What you should do.
Every line in the records below between the one holding "the weapon-switch control" and the one holding "released to held.", inclusive, is to be set down exactly; all other lines are to be left out.

___ Input material ___

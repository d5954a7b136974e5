//! Transport endpoints, timeouts and sync periods.
//!
//! The protocol runs on fixed well-known ports; [`NetConfig::default`] carries
//! them. Tests and tools override ports to run several sessions on one
//! machine.

use std::net::{IpAddr, Ipv4Addr};
use std::time::Duration;

/// Reliable, ordered message stream.
pub const DEFAULT_TCP_PORT: u16 = 54555;
/// Best-effort datagrams carrying the same message encoding.
pub const DEFAULT_UDP_PORT: u16 = 54777;
/// Host discovery probes and replies only.
pub const DISCOVERY_PORT: u16 = 54778;

pub const CONNECTION_TIMEOUT: Duration = Duration::from_millis(5000);
pub const DISCOVERY_TIMEOUT: Duration = Duration::from_millis(5000);

pub const DEFAULT_MAX_CLIENTS: usize = 16;
pub const MAX_FRAME_SIZE: u32 = 1_048_576;
/// Frames queued per connection before the connection counts as stalled.
pub const SEND_QUEUE_CAPACITY: usize = 1024;

#[derive(Debug, Clone)]
pub struct NetConfig {
    /// Interface the host binds its endpoints on.
    pub bind_ip: IpAddr,
    pub tcp_port: u16,
    pub udp_port: u16,
    pub discovery_port: u16,
    /// Where discovery probes are sent. Broadcast by default.
    pub discovery_target: IpAddr,
    pub connect_timeout: Duration,
    pub discovery_timeout: Duration,
    /// Remote players the host admits before answering "Server full".
    pub max_clients: usize,
    pub max_frame_size: u32,
    /// Outbound frames buffered per connection. A host closes a connection
    /// whose queue overflows; a client drops the frame.
    pub send_queue_capacity: usize,
}

impl Default for NetConfig {
    fn default() -> Self {
        Self {
            bind_ip: IpAddr::V4(Ipv4Addr::UNSPECIFIED),
            tcp_port: DEFAULT_TCP_PORT,
            udp_port: DEFAULT_UDP_PORT,
            discovery_port: DISCOVERY_PORT,
            discovery_target: IpAddr::V4(Ipv4Addr::BROADCAST),
            connect_timeout: CONNECTION_TIMEOUT,
            discovery_timeout: DISCOVERY_TIMEOUT,
            max_clients: DEFAULT_MAX_CLIENTS,
            max_frame_size: MAX_FRAME_SIZE,
            send_queue_capacity: SEND_QUEUE_CAPACITY,
        }
    }
}

impl NetConfig {
    /// Loopback-only endpoints on OS-assigned ports with short timeouts.
    pub fn loopback() -> Self {
        Self {
            bind_ip: IpAddr::V4(Ipv4Addr::LOCALHOST),
            tcp_port: 0,
            udp_port: 0,
            discovery_port: 0,
            discovery_target: IpAddr::V4(Ipv4Addr::LOCALHOST),
            connect_timeout: Duration::from_millis(500),
            discovery_timeout: Duration::from_millis(300),
            ..Self::default()
        }
    }
}

/// Periods of the scheduled sync tasks.
#[derive(Debug, Clone, Copy, PartialEq)]
pub struct SyncRates {
    pub player: Duration,
    pub enemy: Duration,
    pub game_state: Duration,
    pub input: Duration,
}

impl Default for SyncRates {
    fn default() -> Self {
        Self {
            player: Duration::from_millis(100),
            enemy: Duration::from_millis(200),
            game_state: Duration::from_millis(1000),
            input: Duration::from_millis(50),
        }
    }
}
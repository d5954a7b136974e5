//! Turns the local player's controls into input messages for the host

use shared::{normalize_vector, ClientId, InputMessage};

/// Controls of the local player at one instant, as gameplay code sees them
#[derive(Debug, Clone, Copy, Default, PartialEq)]
pub struct InputSnapshot {
    pub move_x: f32,
    pub move_y: f32,
    pub is_firing: bool,
    pub is_charging: bool,
    pub is_dashing: bool,
    /// Held state of the weapon-switch control
    pub switch_weapon: bool,
    /// Held state of the auto-target control
    pub toggle_auto_target: bool,
}

/// Builds input messages from snapshots.
///
/// Movement is normalized so diagonal input is not faster. The switch-weapon
/// and auto-target controls are toggles, so they are sent only on the sample
/// where they go from released to held.
pub struct InputManager {
    prev_switch_weapon: bool,
    prev_toggle_auto_target: bool,
    samples: u64,
}

impl InputManager {
    pub fn new() -> Self {
        Self {
            prev_switch_weapon: false,
            prev_toggle_auto_target: false,
            samples: 0,
        }
    }

    pub fn sample(&mut self, client_id: ClientId, snapshot: &InputSnapshot) -> InputMessage {
        let (move_x, move_y) = normalize_vector(snapshot.move_x, snapshot.move_y);

        // Detect press events (current && !previous)
        let switch_weapon = snapshot.switch_weapon && !self.prev_switch_weapon;
        let toggle_auto_target = snapshot.toggle_auto_target && !self.prev_toggle_auto_target;

        self.prev_switch_weapon = snapshot.switch_weapon;
        self.prev_toggle_auto_target = snapshot.toggle_auto_target;
        self.samples += 1;

        InputMessage {
            client_id,
            move_x,
            move_y,
            is_firing: snapshot.is_firing,
            is_charging: snapshot.is_charging,
            is_dashing: snapshot.is_dashing,
            switch_weapon,
            toggle_auto_target,
        }
    }

    /// Number of input messages built so far
    pub fn samples(&self) -> u64 {
        self.samples
    }

    /// Forgets held toggles, e.g. after reconnecting
    pub fn reset(&mut self) {
        self.prev_switch_weapon = false;
        self.prev_toggle_auto_target = false;
    }
}

impl Default for InputManager {
    fn default() -> Self {
        Self::new()
    }
}
//! Host sync loop: periodic state broadcast and client message relay

use crate::client_manager::ClientManager;
use crate::game::{EnemyTracker, HostWorld};
use log::{debug, info, warn};
use shared::{
    ClientId, ConnectionMessage, GameStateMessage, MessageBody, MessageListener, NetworkMessage,
    PlayerStateMessage, Role, Session, SessionError, SyncRates, HOST_CLIENT_ID,
};
use std::sync::Arc;
use tokio::sync::watch;
use tokio::task::JoinHandle;
use tokio::time::{interval, MissedTickBehavior};

/// State shared between the scheduler task and the session's listener dispatch
struct ServerCore<W> {
    session: Session,
    world: Arc<W>,
    players: ClientManager,
    enemies: EnemyTracker,
}

/// Publishes the host's authoritative state while the session is hosting
pub struct GameServer<W: HostWorld> {
    core: Arc<ServerCore<W>>,
    rates: SyncRates,
    listener: Option<Arc<dyn MessageListener>>,
    scheduler: Option<(watch::Sender<bool>, JoinHandle<()>)>,
}

impl<W: HostWorld> GameServer<W> {
    pub fn new(session: Session, world: Arc<W>, rates: SyncRates) -> Self {
        Self {
            core: Arc::new(ServerCore {
                session,
                world,
                players: ClientManager::new(),
                enemies: EnemyTracker::new(),
            }),
            rates,
            listener: None,
            scheduler: None,
        }
    }

    /// Registers the relay listener and starts the three sync rates.
    ///
    /// The session must already be hosting.
    pub fn start(&mut self) -> Result<(), SessionError> {
        let role = self.core.session.role();
        if role != Role::Host {
            return Err(SessionError::WrongRole {
                expected: Role::Host,
                actual: role,
            });
        }
        if self.scheduler.is_some() {
            return Ok(());
        }

        let session = &self.core.session;
        self.core
            .players
            .add_player(HOST_CLIENT_ID, &session.player_name());
        for (client_id, name) in session.roster() {
            self.core.players.add_player(client_id, &name);
        }

        let listener: Arc<dyn MessageListener> = self.core.clone();
        session.add_listener(Arc::clone(&listener));
        self.listener = Some(listener);

        let (shutdown_tx, shutdown_rx) = watch::channel(false);
        let handle = tokio::spawn(run_schedule(Arc::clone(&self.core), self.rates, shutdown_rx));
        self.scheduler = Some((shutdown_tx, handle));

        info!(
            "Game server started: players every {:?}, enemies every {:?}, game state every {:?}",
            self.rates.player, self.rates.enemy, self.rates.game_state
        );
        Ok(())
    }

    /// Stops the scheduler and unregisters the listener. No sync task runs
    /// after this returns.
    pub async fn stop(&mut self) {
        if let Some((shutdown_tx, handle)) = self.scheduler.take() {
            let _ = shutdown_tx.send(true);
            if let Err(e) = handle.await {
                warn!("Sync scheduler ended abnormally: {}", e);
            }
        }
        if let Some(listener) = self.listener.take() {
            self.core.session.remove_listener(&listener);
        }
        self.core.players.clear();
        info!("Game server stopped");
    }

    pub fn is_running(&self) -> bool {
        self.scheduler.is_some()
    }

    pub fn session(&self) -> &Session {
        &self.core.session
    }

    pub fn player_count(&self) -> usize {
        self.core.players.len()
    }

    pub fn tracked_enemy_count(&self) -> usize {
        self.core.enemies.len()
    }

    pub fn player_state(&self, client_id: ClientId) -> Option<PlayerStateMessage> {
        self.core
            .players
            .snapshot()
            .into_iter()
            .find(|state| state.client_id == client_id)
    }
}

/// Drives all host-side sync rates from one task
async fn run_schedule<W: HostWorld>(
    core: Arc<ServerCore<W>>,
    rates: SyncRates,
    mut shutdown: watch::Receiver<bool>,
) {
    let mut player_tick = interval(rates.player);
    let mut enemy_tick = interval(rates.enemy);
    let mut game_state_tick = interval(rates.game_state);
    for tick in [&mut player_tick, &mut enemy_tick, &mut game_state_tick] {
        tick.set_missed_tick_behavior(MissedTickBehavior::Skip);
    }

    loop {
        tokio::select! {
            _ = shutdown.changed() => break,
            _ = player_tick.tick() => core.sync_local_player(),
            _ = enemy_tick.tick() => core.sync_enemies(),
            _ = game_state_tick.tick() => core.sync_game_state(),
        }
    }

    debug!("Sync scheduler exiting");
}

impl<W: HostWorld> ServerCore<W> {
    fn local_player_state(&self) -> PlayerStateMessage {
        let state = PlayerStateMessage::from_snapshot(HOST_CLIENT_ID, &self.world.local_player());
        self.players.update_state(&state);
        state
    }

    fn sync_local_player(&self) {
        let state = self.local_player_state();
        self.session.send(&NetworkMessage::new(state));
    }

    fn sync_enemies(&self) {
        let live = self.world.live_enemies();
        let updates = self
            .enemies
            .sync(&live, |handle| self.session.entity_id_of(handle));

        for update in updates {
            self.session.send(&NetworkMessage::new(update));
        }
    }

    fn sync_game_state(&self) {
        let run = GameStateMessage::from_run(&self.world.run_state());
        self.session.send(&NetworkMessage::new(run));
    }

    /// Sends the joiner everything it would otherwise wait a full cycle for
    fn catch_up(&self, client_id: ClientId) {
        let session = &self.session;
        session.send_to(
            client_id,
            &NetworkMessage::new(GameStateMessage::from_run(&self.world.run_state())),
        );

        for enemy in self.enemies.snapshot() {
            session.send_to(client_id, &NetworkMessage::new(enemy));
        }

        self.local_player_state();
        for state in self.players.snapshot() {
            if state.client_id != client_id {
                session.send_to(client_id, &NetworkMessage::new(state));
            }
        }

        debug!("Sent catch-up snapshot to client {}", client_id);
    }

    fn handle_connection(&self, joined: &ConnectionMessage) {
        let Some(client_id) = joined.client_id else {
            warn!("Join from '{}' carried no client id", joined.player_name);
            return;
        };
        if client_id == HOST_CLIENT_ID {
            return;
        }

        self.players.add_player(client_id, &joined.player_name);
        self.catch_up(client_id);
    }

    fn handle_message(&self, message: &NetworkMessage) {
        match &message.body {
            MessageBody::Connection(joined) => self.handle_connection(joined),
            MessageBody::Disconnection(left) => {
                if let Some(client_id) = left.client_id {
                    if self.players.remove_player(client_id) {
                        self.session.send_except(client_id, message);
                    }
                }
            }
            MessageBody::PlayerState(state) => {
                if self.players.update_state(state) {
                    self.session.send_except(state.client_id, message);
                } else {
                    warn!("Player state for untracked client {}", state.client_id);
                }
            }
            MessageBody::Input(input) => {
                if self.players.contains(input.client_id) {
                    self.session.send_except(input.client_id, message);
                } else {
                    warn!("Input from untracked client {}", input.client_id);
                }
            }
            MessageBody::Chat(chat) => {
                info!("[chat] {}: {}", chat.player_name, chat.message);
                self.session.send_except(chat.client_id, message);
            }
            MessageBody::Experience(experience) => {
                debug!(
                    "Client {} reports {} total experience",
                    experience.client_id, experience.total_experience
                );
                self.session.send_except(experience.client_id, message);
            }
            MessageBody::Damage(damage) => {
                self.session.send_except(damage.source_id, message);
            }
            MessageBody::EnemyState(_) | MessageBody::Spawn(_) => {
                // Enemies and spawns are the host's to publish
                warn!("Ignoring client-sent {:?} message", message.message_type());
            }
            other => {
                debug!("Host ignoring {:?} message", other.message_type());
            }
        }
    }
}

impl<W: HostWorld> MessageListener for ServerCore<W> {
    fn on_message(&self, message: &NetworkMessage) {
        self.handle_message(message);
    }
}

#[cfg(test)]
mod tests {
    use super::*;
    use shared::{EnemySnapshot, EntityHandle, NetConfig, PlayerSnapshot, RunSnapshot};
    use std::sync::Mutex;
    use std::time::Duration;
    use tokio_test::{assert_err, assert_ok};

    #[derive(Default)]
    struct StaticWorld {
        enemies: Mutex<Vec<EnemySnapshot>>,
    }

    impl HostWorld for StaticWorld {
        fn local_player(&self) -> PlayerSnapshot {
            PlayerSnapshot {
                position: (50.0, 60.0),
                ..PlayerSnapshot::default()
            }
        }

        fn live_enemies(&self) -> Vec<EnemySnapshot> {
            self.enemies.lock().unwrap().clone()
        }

        fn run_state(&self) -> RunSnapshot {
            RunSnapshot {
                game_time: 12.5,
                difficulty_level: 2,
                ..RunSnapshot::default()
            }
        }
    }

    fn fast_rates() -> SyncRates {
        SyncRates {
            player: Duration::from_millis(20),
            enemy: Duration::from_millis(20),
            game_state: Duration::from_millis(20),
            input: Duration::from_millis(20),
        }
    }

    #[tokio::test]
    async fn test_start_requires_host_role() {
        let session = Session::new(NetConfig::loopback());
        let mut server = GameServer::new(session, Arc::new(StaticWorld::default()), fast_rates());

        match server.start() {
            Err(SessionError::WrongRole { expected, actual }) => {
                assert_eq!(expected, Role::Host);
                assert_eq!(actual, Role::Idle);
            }
            other => panic!("Expected WrongRole, got {:?}", other),
        }
        assert!(!server.is_running());
    }

    #[tokio::test]
    async fn test_start_and_stop_manage_listener() {
        let session = Session::new(NetConfig::loopback());
        assert_ok!(session.start_host("Host").await);

        let mut server =
            GameServer::new(session.clone(), Arc::new(StaticWorld::default()), fast_rates());
        assert_ok!(server.start());
        assert!(server.is_running());
        assert_eq!(session.listener_count(), 1);
        assert_eq!(server.player_count(), 1);
        assert_ok!(server.start());
        assert_eq!(session.listener_count(), 1);

        // The scheduler records the host's own state as it publishes it
        tokio::time::sleep(Duration::from_millis(60)).await;
        let host_state = server.player_state(HOST_CLIENT_ID).unwrap();
        assert_eq!(host_state.position_x, 50.0);

        server.stop().await;
        assert!(!server.is_running());
        assert_eq!(session.listener_count(), 0);
        session.stop();
        assert_err!(server.start());
    }

    #[tokio::test]
    async fn test_enemy_sync_mints_registry_ids() {
        let session = Session::new(NetConfig::loopback());
        assert_ok!(session.start_host("Host").await);

        let world = Arc::new(StaticWorld::default());
        world.enemies.lock().unwrap().push(EnemySnapshot {
            handle: EntityHandle(900),
            enemy_type: "FastEnemy".to_string(),
            position: (1.0, 2.0),
            health: 20,
            alive: true,
        });

        let mut server = GameServer::new(session.clone(), Arc::clone(&world), fast_rates());
        assert_ok!(server.start());
        tokio::time::sleep(Duration::from_millis(60)).await;

        assert_eq!(server.tracked_enemy_count(), 1);
        assert!(session.registry().get(&EntityHandle(900)).is_some());

        world.enemies.lock().unwrap().clear();
        tokio::time::sleep(Duration::from_millis(60)).await;
        assert_eq!(server.tracked_enemy_count(), 0);

        server.stop().await;
        session.stop();
    }

    #[test]
    fn test_relay_ignores_untracked_players() {
        let core = ServerCore {
            session: Session::new(NetConfig::loopback()),
            world: Arc::new(StaticWorld::default()),
            players: ClientManager::new(),
            enemies: EnemyTracker::new(),
        };

        core.handle_message(&NetworkMessage::new(PlayerStateMessage {
            client_id: 4,
            ..PlayerStateMessage::default()
        }));
        assert!(core.players.is_empty());

        core.handle_message(&NetworkMessage::new(ConnectionMessage {
            client_id: Some(4),
            player_name: "Dana".to_string(),
            ..ConnectionMessage::default()
        }));
        assert!(core.players.contains(4));

        core.handle_message(&NetworkMessage::new(shared::DisconnectionMessage {
            client_id: Some(4),
            reason: "Client disconnected".to_string(),
        }));
        assert!(!core.players.contains(4));
    }
}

___

The completed task.
    /// Held state of the weapon-switch control
    pub switch_weapon: bool,
    /// Held state of the auto-target control
    pub toggle_auto_target: bool,
}

/// Builds input messages from snapshots.
///
/// Movement is normalized so diagonal input is not faster. The switch-weapon
/// and auto-target controls are toggles, so they are sent only on the sample
/// where they go from released to held.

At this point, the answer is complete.